Misquil Bagh To Rahat: In Her Grandmother-in-law’s Footsteps

Misquil Bagh To Rahat: In Her Grandmother-in-law’s Footsteps

22 April 2010
The Indian Express
Neha Sinha

New Delhi: Two generations ago, Sheikh Abdullah’s begum, christened Madhar-e-Meherban, started what was possibly Kashmir’s first NGO for children. Decades later, her granddaughter-in-law and Jammu and Kashmir Chief Minister Omar Abdullah’s wife Payal, is taking that legacy forward. Soon after the earthquake in the region in 2005, Payal formed the Rahat Foundation to help the distressed. The organisation has expanded in scope today, helping children and even adopting black bears. Payal said: “Before Rahat, the first person in the state I had informally helped was the family of a man who was a loader with Jet Airways.
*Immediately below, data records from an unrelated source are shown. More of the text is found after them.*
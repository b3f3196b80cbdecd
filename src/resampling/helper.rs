//! Resampling Helper (spec.md §4.5): per-source windowed buffer with
//! one-shot sampling-period inference and adaptive buffer length.

use std::collections::VecDeque;

use chrono::{DateTime, Utc};
use tracing::{debug, error, warn};

use crate::domain::{Sample, SourceProperties};

use super::ResamplerConfig;

/// Ring buffer of recent samples for one source, plus the inferred source
/// properties used to size the window and (optionally) the buffer.
pub struct ResamplingHelper {
    name: String,
    config: ResamplerConfig,
    buffer: VecDeque<Sample>,
    capacity: usize,
    properties: SourceProperties,
}

impl ResamplingHelper {
    pub fn new(name: impl Into<String>, config: ResamplerConfig) -> Self {
        Self {
            name: name.into(),
            capacity: config.initial_buffer_len,
            config,
            buffer: VecDeque::with_capacity(config.initial_buffer_len),
            properties: SourceProperties::default(),
        }
    }

    pub fn source_properties(&self) -> SourceProperties {
        self.properties
    }

    /// Append a sample to the ring buffer, evicting the oldest entry once
    /// `capacity` is exceeded (spec.md §4.5 "add_sample").
    pub fn add_sample(&mut self, sample: Sample) {
        if self.buffer.len() == self.capacity {
            self.buffer.pop_front();
        }
        self.buffer.push_back(sample);

        if self.properties.sampling_start.is_none() {
            self.properties.sampling_start = Some(sample.timestamp);
        }
        self.properties.received_samples += 1;
    }

    /// One-shot inference of the source's average sampling period, once
    /// enough samples have accumulated and the buffer is full.
    fn update_source_sample_period(&mut self, now: DateTime<Utc>) -> bool {
        if self.capacity == 0 {
            return false;
        }

        let Some(sampling_start) = self.properties.sampling_start else {
            return false;
        };
        if self.properties.sampling_period_s.is_some() {
            return false;
        }
        let threshold = self.config.resampling_period_s * self.config.max_data_age_in_periods;
        if (self.properties.received_samples as f64) < threshold {
            return false;
        }
        if self.buffer.len() < self.capacity {
            return false;
        }
        if now <= sampling_start {
            return false;
        }

        let elapsed = (now - sampling_start).num_milliseconds() as f64 / 1000.0;
        let period = elapsed / self.properties.received_samples as f64;
        self.properties.sampling_period_s = Some(period);
        debug!(source = %self.name, period_s = period, "inferred input sampling period");
        true
    }

    /// Resize the ring buffer to fit `max_data_age_in_periods` worth of
    /// history at the now-known input period (spec.md §4.5 "Buffer
    /// resize").
    fn update_buffer_len(&mut self) {
        let Some(input_period) = self.properties.sampling_period_s else {
            return;
        };

        let raw_len = if input_period > self.config.resampling_period_s {
            input_period * self.config.max_data_age_in_periods
        } else {
            self.config.resampling_period_s / input_period * self.config.max_data_age_in_periods
        };

        let mut new_len = raw_len.ceil().max(1.0) as usize;
        if new_len > self.config.max_buffer_len {
            error!(
                source = %self.name,
                requested = new_len,
                using = self.config.max_buffer_len,
                "buffer length too big, truncating"
            );
            new_len = self.config.max_buffer_len;
        } else if new_len > self.config.warn_buffer_len {
            warn!(source = %self.name, new_len, warn_threshold = self.config.warn_buffer_len, "buffer length bigger than warn threshold");
        }

        if new_len == self.capacity {
            return;
        }

        debug!(source = %self.name, new_len, "resizing resampling buffer");
        while self.buffer.len() > new_len {
            self.buffer.pop_front();
        }
        self.buffer.reserve(new_len.saturating_sub(self.buffer.len()));
        self.capacity = new_len;
    }

    /// Produce a new sample for `timestamp` from the currently *relevant*
    /// window (spec.md §4.5 "resample").
    pub fn resample(&mut self, timestamp: DateTime<Utc>) -> Sample {
        if self.update_source_sample_period(timestamp) {
            self.update_buffer_len();
        }

        let period = match self.properties.sampling_period_s {
            Some(input_period) => self.config.resampling_period_s.max(input_period),
            None => self.config.resampling_period_s,
        };
        let min_relevant =
            timestamp - chrono::Duration::milliseconds((period * self.config.max_data_age_in_periods * 1000.0) as i64);

        // Buffer is timestamp-ordered, so the relevant window is found by
        // two binary searches rather than a linear scan.
        let lo = self.buffer.partition_point(|s| s.timestamp <= min_relevant);
        let hi = self.buffer.partition_point(|s| s.timestamp <= timestamp);
        let relevant: Vec<Sample> = self.buffer.iter().skip(lo).take(hi.saturating_sub(lo)).copied().collect();

        if relevant.is_empty() {
            return Sample::empty(timestamp);
        }

        let value = (self.config.resampling_function)(&relevant, &self.config, &self.properties);
        Sample::new(timestamp, value)
    }
}

#[cfg(test)]
mod tests {
    use super::*;
    use chrono::Duration;

    fn config(period_s: f64) -> ResamplerConfig {
        ResamplerConfig::builder(period_s)
            .initial_buffer_len(4)
            .max_data_age_in_periods(3.0)
            .build()
            .unwrap()
    }

    #[test]
    fn resample_with_no_samples_yields_none() {
        let mut helper = ResamplingHelper::new("empty", config(1.0));
        let now = Utc::now();
        let sample = helper.resample(now);
        assert_eq!(sample.value, None);
    }

    #[test]
    fn resample_averages_relevant_window() {
        let mut helper = ResamplingHelper::new("src", config(1.0));
        let t0 = Utc::now();
        helper.add_sample(Sample::new(t0, Some(10.0)));
        helper.add_sample(Sample::new(t0 + Duration::milliseconds(500), Some(20.0)));

        let result = helper.resample(t0 + Duration::seconds(1));
        assert_eq!(result.value, Some(15.0));
    }

    #[test]
    fn samples_older_than_max_age_are_excluded() {
        let mut helper = ResamplingHelper::new("src", config(1.0));
        let t0 = Utc::now();
        helper.add_sample(Sample::new(t0, Some(100.0)));

        // max_data_age_in_periods=3, resampling_period=1s -> relevant window is 3s.
        let far_future = t0 + Duration::seconds(10);
        let result = helper.resample(far_future);
        assert_eq!(result.value, None);
    }

    #[test]
    fn crossing_the_age_threshold_infers_period_and_resizes_buffer() {
        // initial_buffer_len=4, resampling_period_s=1.0, max_data_age_in_periods=3.0
        // -> threshold is 3 samples. Feed 4 samples 200ms apart so both the
        // "buffer full" and "enough samples" conditions are met together.
        let mut helper = ResamplingHelper::new("src", config(1.0));
        let t0 = Utc::now();
        for i in 0..4 {
            helper.add_sample(Sample::new(t0 + Duration::milliseconds(i * 200), Some(i as f64)));
        }
        assert_eq!(helper.properties.sampling_period_s, None);
        assert_eq!(helper.capacity, 4);

        // Triggers update_source_sample_period (elapsed 600ms / 4 samples =
        // 150ms input period) then update_buffer_len (resampling_period_s /
        // input_period * max_data_age_in_periods = 1.0 / 0.15 * 3.0, ceiled).
        helper.resample(t0 + Duration::milliseconds(600));

        let period = helper.properties.sampling_period_s.expect("period should now be inferred");
        assert!((period - 0.15).abs() < 1e-9);
        assert_eq!(helper.capacity, 20);
        assert!(helper.buffer.capacity() >= 20);

        // One-shot: a later resample() must not overwrite the inferred period.
        helper.add_sample(Sample::new(t0 + Duration::milliseconds(800), Some(9.0)));
        helper.resample(t0 + Duration::milliseconds(1000));
        assert!((helper.properties.sampling_period_s.unwrap() - 0.15).abs() < 1e-9);
    }

    #[test]
    fn ring_buffer_evicts_oldest_beyond_capacity() {
        let mut helper = ResamplingHelper::new("src", config(1.0));
        let t0 = Utc::now();
        for i in 0..10 {
            helper.add_sample(Sample::new(t0 + Duration::milliseconds(i * 10), Some(i as f64)));
        }
        assert_eq!(helper.buffer.len(), helper.capacity);
    }
}
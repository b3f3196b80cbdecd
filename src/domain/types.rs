#![allow(dead_code)]
use serde::{Deserialize, Serialize};
use std::ops::{Add, Neg, Sub};

/// A component identifier as handed out by the component graph.
///
/// Battery and inverter IDs share the same numeric ID space in the
/// microgrid component graph, so we keep them as plain aliases rather than
/// distinct newtypes to avoid friction when indexing into topology maps
/// keyed by whichever side is relevant.
pub type BatteryId = u64;
pub type InverterId = u64;

/// Signed real power, in watts.
///
/// Positive values mean "consume/charge", negative values mean
/// "supply/discharge" — the same convention used throughout the microgrid
/// component graph.
#[derive(Debug, Clone, Copy, Serialize, Deserialize, PartialEq, PartialOrd, Default)]
pub struct Power(pub f64);

impl Power {
    pub fn watts(w: f64) -> Self {
        Self(w)
    }

    pub fn zero() -> Self {
        Self(0.0)
    }

    pub fn as_watts(&self) -> f64 {
        self.0
    }

    pub fn is_nan(&self) -> bool {
        self.0.is_nan()
    }

    /// Whether this power is close enough to zero to be treated as exactly
    /// zero for bounds-checking purposes.
    pub fn is_close_to_zero(&self) -> bool {
        is_close_to_zero(self.0)
    }
}

/// Same "is this close enough to zero" tolerance used for both `Power`
/// values and the invariant checks in the distribution algorithm.
pub const ZERO_TOLERANCE: f64 = 1e-6;

pub fn is_close_to_zero(value: f64) -> bool {
    value.abs() < ZERO_TOLERANCE
}

pub fn approx_eq(a: f64, b: f64) -> bool {
    (a - b).abs() < ZERO_TOLERANCE
}

impl std::fmt::Display for Power {
    fn fmt(&self, f: &mut std::fmt::Formatter<'_>) -> std::fmt::Result {
        write!(f, "{:.3} W", self.0)
    }
}

impl Add for Power {
    type Output = Self;
    fn add(self, rhs: Self) -> Self::Output {
        Self(self.0 + rhs.0)
    }
}

impl Sub for Power {
    type Output = Self;
    fn sub(self, rhs: Self) -> Self::Output {
        Self(self.0 - rhs.0)
    }
}

impl Neg for Power {
    type Output = Self;
    fn neg(self) -> Self::Output {
        Self(-self.0)
    }
}

/// Inclusion/exclusion bounds for a device's admissible operating power.
///
/// Semantics: the admissible range is
/// `[inclusion_lower, exclusion_lower] ∪ {0} ∪ [exclusion_upper, inclusion_upper]`.
/// The open interval `(exclusion_lower, exclusion_upper) \ {0}` is the
/// device's deadband and is always forbidden except for exact zero.
#[derive(Debug, Clone, Copy, Serialize, Deserialize, PartialEq)]
pub struct PowerBounds {
    pub inclusion_lower: f64,
    pub inclusion_upper: f64,
    pub exclusion_lower: f64,
    pub exclusion_upper: f64,
}

impl PowerBounds {
    pub fn new(
        inclusion_lower: f64,
        exclusion_lower: f64,
        exclusion_upper: f64,
        inclusion_upper: f64,
    ) -> Self {
        Self {
            inclusion_lower,
            inclusion_upper,
            exclusion_lower,
            exclusion_upper,
        }
    }

    pub fn symmetric(inclusion: f64) -> Self {
        Self {
            inclusion_lower: -inclusion,
            inclusion_upper: inclusion,
            exclusion_lower: 0.0,
            exclusion_upper: 0.0,
        }
    }

    /// Whether `power` is inside the forbidden deadband (and not exactly
    /// zero).
    pub fn in_deadband(&self, power: f64) -> bool {
        !is_close_to_zero(power) && self.exclusion_lower < power && power < self.exclusion_upper
    }

    /// Whether `power` lies anywhere in the admissible range.
    pub fn admits(&self, power: f64) -> bool {
        if is_close_to_zero(power) {
            return true;
        }
        let in_lower_range = self.inclusion_lower <= power && power <= self.exclusion_lower;
        let in_upper_range = self.exclusion_upper <= power && power <= self.inclusion_upper;
        in_lower_range || in_upper_range
    }

    pub fn clamp(&self, power: f64) -> f64 {
        power.clamp(self.inclusion_lower, self.inclusion_upper)
    }

    /// Combine two bounds by summation, used to aggregate several
    /// inverters' bounds into one pool-level bound.
    pub fn sum(&self, other: &PowerBounds) -> Self {
        Self {
            inclusion_lower: self.inclusion_lower + other.inclusion_lower,
            inclusion_upper: self.inclusion_upper + other.inclusion_upper,
            exclusion_lower: self.exclusion_lower + other.exclusion_lower,
            exclusion_upper: self.exclusion_upper + other.exclusion_upper,
        }
    }

    pub fn zero() -> Self {
        Self {
            inclusion_lower: 0.0,
            inclusion_upper: 0.0,
            exclusion_lower: 0.0,
            exclusion_upper: 0.0,
        }
    }
}

#[cfg(test)]
mod tests {
    use super::*;

    #[test]
    fn power_arithmetic() {
        let a = Power::watts(100.0);
        let b = Power::watts(40.0);
        assert_eq!((a - b).as_watts(), 60.0);
        assert_eq!((a + b).as_watts(), 140.0);
        assert_eq!((-a).as_watts(), -100.0);
    }

    #[test]
    fn zero_is_always_admissible() {
        let bounds = PowerBounds::new(-1000.0, -50.0, 50.0, 1000.0);
        assert!(bounds.admits(0.0));
        assert!(!bounds.in_deadband(0.0));
    }

    #[test]
    fn deadband_excludes_nonzero_interior() {
        let bounds = PowerBounds::new(-1000.0, -50.0, 50.0, 1000.0);
        assert!(bounds.in_deadband(30.0));
        assert!(bounds.in_deadband(-30.0));
        assert!(!bounds.in_deadband(60.0));
        assert!(!bounds.admits(30.0));
        assert!(bounds.admits(60.0));
        assert!(bounds.admits(-1000.0));
    }
}
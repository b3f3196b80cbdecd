//! Pluggable resampling functions (spec.md §4.5).

use crate::domain::{Sample, SourceProperties};

use super::ResamplerConfig;

/// A function that reduces a non-empty window of relevant samples to a
/// single value. Receives the resampler's config and the source's current
/// properties so more elaborate functions (e.g. extrapolation) can use the
/// inferred input period.
pub type ResamplingFunction = fn(&[Sample], &ResamplerConfig, &SourceProperties) -> Option<f64>;

/// Arithmetic mean of the non-`None` values in `samples`.
///
/// # Panics
///
/// Panics if `samples` is empty; callers only invoke a resampling function
/// over a non-empty relevant window.
pub fn average(samples: &[Sample], _config: &ResamplerConfig, _props: &SourceProperties) -> Option<f64> {
    assert!(!samples.is_empty(), "average cannot be given an empty list of samples");
    let values: Vec<f64> = samples.iter().filter_map(|s| s.value).collect();
    if values.is_empty() {
        return None;
    }
    Some(values.iter().sum::<f64>() / values.len() as f64)
}

#[cfg(test)]
mod tests {
    use super::*;
    use chrono::Utc;

    fn config() -> ResamplerConfig {
        ResamplerConfig::new(1.0).unwrap()
    }

    #[test]
    fn averages_non_none_values() {
        let now = Utc::now();
        let samples = vec![
            Sample::new(now, Some(10.0)),
            Sample::new(now, Some(20.0)),
            Sample::new(now, None),
        ];
        let props = SourceProperties::default();
        let result = average(&samples, &config(), &props);
        assert_eq!(result, Some(15.0));
    }

    #[test]
    fn all_none_window_yields_none() {
        let now = Utc::now();
        let samples = vec![Sample::new(now, None)];
        let props = SourceProperties::default();
        assert_eq!(average(&samples, &config(), &props), None);
    }
}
He was not the victim of a gruesome militant attack or a bomb. He died in a motorcycle accident, and I helped his wife and sponsored his son’s education.” Rahat has been low profile, taking care of the medical and educational needs of orphans or children with single parents. Cautious before, while her husband was in the Opposition, Payal is finally ready to talk about this - and work in other states. In a way, the family has come full circle. Payal said: “Sheikh saab’s wife was called ‘mother’ because she helped those in need. There was a gap after her and the government took over her organisation Misquil Bagh. Now we are back to helping children and want to work in other parts of India too.” Husband Omar is “supportive, and does not interfere”. “After the earthquake, I told him I would help. I took off with the supplies. I went to places which were eight hours away from big cities. People ask me, what are the children like? What are the stories of the orphans? And I say, ‘children are children everywhere’.” “When I married Omar, I was not struck by the lack of education in the state - rather the lack of opportunity. Every second person I met there was a doctor or an engineer. People in several parts of the state speak very good English. I think we need to take opportunity there.” Rahat is now ready to rope in some Capital glamour: it will throw the first charity ball this Saturday at the Taj Palace. Tickets are Rs 15,000.